On our week long trip, the last day in the parks (Magic Kingdom) my friends rented a wheel chair for me. I'll be honest, I was kind of upset. I didn't feel I "needed" it, because, honestly, I can do longer distances. I'm just slow. Like... really slow, especially be the end of the day. I felt like I was taking advantage of something I shouldn't, and even hesitated sharing my story here at first, for fear that other people would think I was taking advantage of things. Looking back, I'm glad they did rent the wheelchair for me, because the next day was departure day, and I'm honestly not sure I would have navigated nearly as well at the airport the next day with my luggage (carry on) if I hadn't had that "rest" day the last day in the parks. (That being said, I'd still like to "conquer" Magic Kingdom without a wheelchair/ECV one day.)

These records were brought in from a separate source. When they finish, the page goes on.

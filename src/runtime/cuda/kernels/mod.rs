//! CUDA kernels for local response normalization
//!
//! Kernels are written in CUDA C++ (`lrn.cu`) and compiled to PTX by build.rs.
//! The PTX is loaded at runtime and cached per-device.
//!
//! - `loader` - Module loading, caching and launch configuration
//! - `lrn` - Window sum, forward and backward launchers

mod loader;
mod lrn;

pub use lrn::{
    launch_lrn_backward, launch_lrn_backward_summand, launch_lrn_forward, launch_lrn_square,
    launch_lrn_window_sum,
};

One special thing that happened to me is I saw a young girl with a pink cast on her leg who was also in a wheelchair. She looked pretty sad to have to use the wheelchair. But the moment she saw me, she got this HUGE smile on her face and waved at me. I think I was probably the first younger looking person she saw in a wheelchair, and it made her feel not quite so alone. So... all that to say there are definitely advantages to renting a scooter/wheelchair and there may been some hidden magic pixie dust in that wheelchair/scooter too.

(P.S. I love sharing my full story to hopefully encourage others. Post here or PM me if you want to hear it.)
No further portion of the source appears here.